_Exercise_
Check each line below for the word "reason", then please report how many lines have it and nothing more.

-- The records follows --

use async_trait::async_trait;
use chrono::Utc;
use reqwest::Client;
use serde::Serialize;
use tracing::{debug, info, warn};

use crate::{db::DbPool, models::push_token::PushToken};

/// What became of one notification fan-out. Failures are observable here
/// but never fatal to the trip workflow that triggered them.
#[derive(Debug, Clone, PartialEq, Eq)]
pub enum PushOutcome {
    Sent { recipients: usize },
    NoRecipients,
    Failed(String),
}

/// Best-effort push fan-out. Implementations must never propagate an error
/// to the caller; a lost notification must not block a trip write.
#[async_trait]
pub trait PushDispatcher: Send + Sync {
    async fn notify_new_trip(&self, title: &str, destination: &str) -> PushOutcome;
    /// Upsert keyed on the token value itself; re-registration only
    /// refreshes the timestamp.
    async fn register_token(&self, token: &str);
}

/// Expo-style push message, one per registered device.
#[derive(Debug, Serialize)]
struct PushMessage {
    to: String,
    sound: &'static str,
    title: String,
    body: String,
    data: serde_json::Value,
}

#[derive(Clone)]
pub struct ExpoDispatcher {
    pool: DbPool,
    client: Client,
    gateway_url: String,
}

impl ExpoDispatcher {
    pub fn new(pool: DbPool, gateway_url: String) -> Self {
        Self {
            pool,
            client: Client::new(),
            gateway_url,
        }
    }

    async fn registered_tokens(&self) -> Result<Vec<PushToken>, sqlx::Error> {
        sqlx::query_as("SELECT token, updated_at FROM push_tokens")
            .fetch_all(&self.pool)
            .await
    }

    async fn send_batch(&self, messages: &[PushMessage]) -> Result<(), String> {
        let response = self
            .client
            .post(&self.gateway_url)
            .header(reqwest::header::ACCEPT, "application/json")
            .json(messages)
            .send()
            .await
            .map_err(|err| format!("push gateway unreachable: {err}"))?;

        let status = response.status();
        if !status.is_success() {
            return Err(format!("push gateway answered {status}"));
        }

        // Nothing in the reply is acted on, it only has to parse.
        let body: serde_json::Value = response
            .json()
            .await
            .map_err(|err| format!("push gateway reply unreadable: {err}"))?;
        debug!(%body, "push gateway reply");
        Ok(())
    }
}

#[async_trait]
impl PushDispatcher for ExpoDispatcher {
    async fn notify_new_trip(&self, title: &str, destination: &str) -> PushOutcome {
        let tokens = match self.registered_tokens().await {
            Ok(tokens) => tokens,
            Err(err) => {
                warn!("could not load push tokens: {err}");
                return PushOutcome::Failed(format!("token lookup failed: {err}"));
            }
        };

        if tokens.is_empty() {
            debug!("no devices registered, skipping push fan-out");
            return PushOutcome::NoRecipients;
        }

        let messages: Vec<PushMessage> = tokens
            .into_iter()
            .map(|device| PushMessage {
                to: device.token,
                sound: "default",
                title: "New trip available! ✈️".to_string(),
                body: format!("{title} to {destination} has just been added. Check it out!"),
                data: serde_json::json!({ "url": "/trips" }),
            })
            .collect();

        match self.send_batch(&messages).await {
            Ok(()) => {
                info!(recipients = messages.len(), "push notifications sent");
                PushOutcome::Sent {
                    recipients: messages.len(),
                }
            }
            Err(reason) => {
                warn!("push fan-out failed: {reason}");
                PushOutcome::Failed(reason)
            }
        }
    }

    async fn register_token(&self, token: &str) {
        let result = sqlx::query(
            "INSERT INTO push_tokens (token, updated_at) VALUES (?1, ?2) \
             ON CONFLICT(token) DO UPDATE SET updated_at = excluded.updated_at",
        )
        .bind(token)
        .bind(Utc::now())
        .execute(&self.pool)
        .await;

        match result {
            Ok(_) => debug!("push token registered"),
            Err(err) => warn!("could not store push token: {err}"),
        }
    }
}
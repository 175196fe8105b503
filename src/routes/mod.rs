pub mod push;
pub mod trips;

use axum::{routing::get, Router};

use crate::state::AppState;

pub fn create_router(state: AppState) -> Router {
    Router::new()
        .route("/health", get(|| async { "ok" }))
        .nest("/trips", trips::router())
        .nest("/push", push::router())
        .with_state(state)
}
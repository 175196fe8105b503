use chrono::{DateTime, NaiveDate, Utc};
use serde::{Deserialize, Serialize};

use crate::error::AppError;

/// A bookable travel package as stored in the record store.
#[derive(Debug, Clone, PartialEq, Serialize, Deserialize)]
pub struct Trip {
    pub id: String,
    pub title: String,
    pub destination: String,
    pub description: Option<String>,
    pub price: f64,
    #[serde(default)]
    pub saved: bool,
    pub date_range: String,
    pub days: i64,
    #[serde(default)]
    pub included_items: Vec<String>,
    /// Public object-store URLs, insertion order is display order
    /// (index 0 is the cover image). Never null, normalizes to empty.
    #[serde(default)]
    pub images: Vec<String>,
    pub created_at: DateTime<Utc>,
}

/// Creation payload. `id` and `created_at` are assigned by the record store.
#[derive(Debug, Clone, Serialize, Deserialize)]
#[serde(deny_unknown_fields)]
pub struct TripInput {
    pub title: String,
    pub destination: String,
    #[serde(default)]
    pub description: Option<String>,
    pub price: f64,
    #[serde(default)]
    pub saved: bool,
    pub date_range: String,
    #[serde(default)]
    pub days: Option<i64>,
    #[serde(default)]
    pub included_items: Vec<String>,
}

impl TripInput {
    pub fn validate(&self) -> Result<(), AppError> {
        if self.title.trim().is_empty() {
            return Err(AppError::BadRequest("title must not be empty".into()));
        }
        if self.destination.trim().is_empty() {
            return Err(AppError::BadRequest("destination must not be empty".into()));
        }
        if self.price < 0.0 {
            return Err(AppError::BadRequest("price must not be negative".into()));
        }
        Ok(())
    }

    /// Explicit day count if supplied, otherwise derived from the date range.
    pub fn resolved_days(&self) -> i64 {
        self.days
            .or_else(|| derive_days(&self.date_range))
            .unwrap_or(0)
    }
}

/// Partial update. Only supplied fields are merged into the stored row.
#[derive(Debug, Clone, Default, Serialize, Deserialize)]
#[serde(deny_unknown_fields)]
pub struct TripPatch {
    #[serde(default)]
    pub title: Option<String>,
    #[serde(default)]
    pub destination: Option<String>,
    #[serde(default)]
    pub description: Option<String>,
    #[serde(default)]
    pub price: Option<f64>,
    #[serde(default)]
    pub saved: Option<bool>,
    #[serde(default)]
    pub date_range: Option<String>,
    #[serde(default)]
    pub days: Option<i64>,
    #[serde(default)]
    pub included_items: Option<Vec<String>>,
    /// Set by the orchestration service after merging uploads; a client
    /// body carrying `images` is rejected as an unknown field.
    #[serde(skip)]
    pub images: Option<Vec<String>>,
}

/// Client-side filter state. Transient, never persisted. Absent fields
/// impose no constraint; criteria combine with logical AND.
#[derive(Debug, Clone, Default, Serialize, Deserialize)]
#[serde(deny_unknown_fields)]
pub struct FilterCriteria {
    #[serde(default)]
    pub destination: Option<String>,
    #[serde(default)]
    pub price_min: Option<f64>,
    #[serde(default)]
    pub price_max: Option<f64>,
    #[serde(default)]
    pub keyword: Option<String>,
}

impl FilterCriteria {
    /// Blank strings arrive from the filter form and mean "no constraint".
    pub fn normalized(mut self) -> Self {
        self.destination = self.destination.filter(|s| !s.trim().is_empty());
        self.keyword = self.keyword.filter(|s| !s.trim().is_empty());
        self
    }
}

/// An image file handed in by the presentation layer, not yet uploaded.
#[derive(Debug, Clone)]
pub struct NewImage {
    pub file_name: String,
    pub content_type: String,
    pub bytes: Vec<u8>,
}

const DATE_FORMAT: &str = "%d/%m/%Y";

/// Parses `"dd/mm/yyyy - dd/mm/yyyy"` into its endpoints.
pub fn parse_date_range(range: &str) -> Option<(NaiveDate, NaiveDate)> {
    let (from, to) = range.split_once('-')?;
    let from = NaiveDate::parse_from_str(from.trim(), DATE_FORMAT).ok()?;
    let to = NaiveDate::parse_from_str(to.trim(), DATE_FORMAT).ok()?;
    Some((from, to))
}

/// Day count of a formatted range; never negative.
pub fn derive_days(range: &str) -> Option<i64> {
    let (from, to) = parse_date_range(range)?;
    Some((to - from).num_days().max(0))
}

/// Keeps the first occurrence of each item, preserving order.
pub fn dedup_items(items: Vec<String>) -> Vec<String> {
    let mut seen: Vec<String> = Vec::with_capacity(items.len());
    for item in items {
        if !seen.contains(&item) {
            seen.push(item);
        }
    }
    seen
}

#[cfg(test)]
mod tests {
    use super::*;

    #[test]
    fn parses_well_formed_range() {
        let (from, to) = parse_date_range("01/01/2025 - 05/01/2025").expect("range");
        assert_eq!(from, NaiveDate::from_ymd_opt(2025, 1, 1).unwrap());
        assert_eq!(to, NaiveDate::from_ymd_opt(2025, 1, 5).unwrap());
    }

    #[test]
    fn derives_days_from_range() {
        assert_eq!(derive_days("01/01/2025 - 05/01/2025"), Some(4));
        assert_eq!(derive_days("10/03/2025 - 10/03/2025"), Some(0));
    }

    #[test]
    fn inverted_range_never_goes_negative() {
        assert_eq!(derive_days("05/01/2025 - 01/01/2025"), Some(0));
    }

    #[test]
    fn rejects_malformed_range() {
        assert_eq!(derive_days("sometime next year"), None);
    }

    #[test]
    fn input_prefers_explicit_days() {
        let input = TripInput {
            title: "Beach week".into(),
            destination: "Natal".into(),
            description: None,
            price: 1200.0,
            saved: false,
            date_range: "01/01/2025 - 05/01/2025".into(),
            days: Some(7),
            included_items: Vec::new(),
        };
        assert_eq!(input.resolved_days(), 7);
    }

    #[test]
    fn dedup_keeps_first_occurrence_and_order() {
        let items = vec![
            "breakfast".to_string(),
            "transfer".to_string(),
            "breakfast".to_string(),
            "city tour".to_string(),
        ];
        assert_eq!(
            dedup_items(items),
            vec!["breakfast", "transfer", "city tour"]
        );
    }

    #[test]
    fn patch_rejects_unknown_fields() {
        let raw = r#"{"title":"x","bogus":true}"#;
        assert!(serde_json::from_str::<TripPatch>(raw).is_err());
    }

    #[test]
    fn patch_rejects_client_supplied_images() {
        let raw = r#"{"title":"x","images":["https://cdn.example.com/a.png"]}"#;
        assert!(serde_json::from_str::<TripPatch>(raw).is_err());
    }

    #[test]
    fn blank_filter_fields_normalize_away() {
        let criteria = FilterCriteria {
            destination: Some("  ".into()),
            keyword: Some(String::new()),
            ..Default::default()
        };
        let normalized = criteria.normalized();
        assert!(normalized.destination.is_none());
        assert!(normalized.keyword.is_none());
    }
}
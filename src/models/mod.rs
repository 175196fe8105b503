pub mod push_token;
pub mod trip;
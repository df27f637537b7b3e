//! User interface rendering layer.
//!
//! This module turns view models into ANSI-styled text for the terminal
//! front-end.
//!
//! # Architecture
//!
//! ```text
//! AppState → compute_viewmodel → UIViewModel → render → ANSI text
//! ```
//!
//! # Modules
//!
//! - [`viewmodel`]: View model types representing renderable UI state
//! - [`renderer`]: Top-level rendering coordinator
//! - [`helpers`]: Shared rendering utilities (highlighting, padding)

pub mod helpers;
pub mod renderer;
pub mod viewmodel;

pub use renderer::render;
pub use viewmodel::{
    DisplayItem, EmptyState, FooterInfo, HeaderInfo, ModalInfo, SearchBarInfo, UIViewModel,
};
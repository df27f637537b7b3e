//! Store adapters for the employee service.
//!
//! # Modules
//!
//! - `backend`: The [`EmployeeStore`] trait
//! - `http`: REST client for the remote service
//! - `json`: Offline JSON file store with the same semantics

pub mod backend;
pub mod http;
pub mod json;

pub use backend::EmployeeStore;
pub use http::HttpEmployeeStore;
pub use json::JsonEmployeeStore;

-- The records concluded --

_Your solution_
3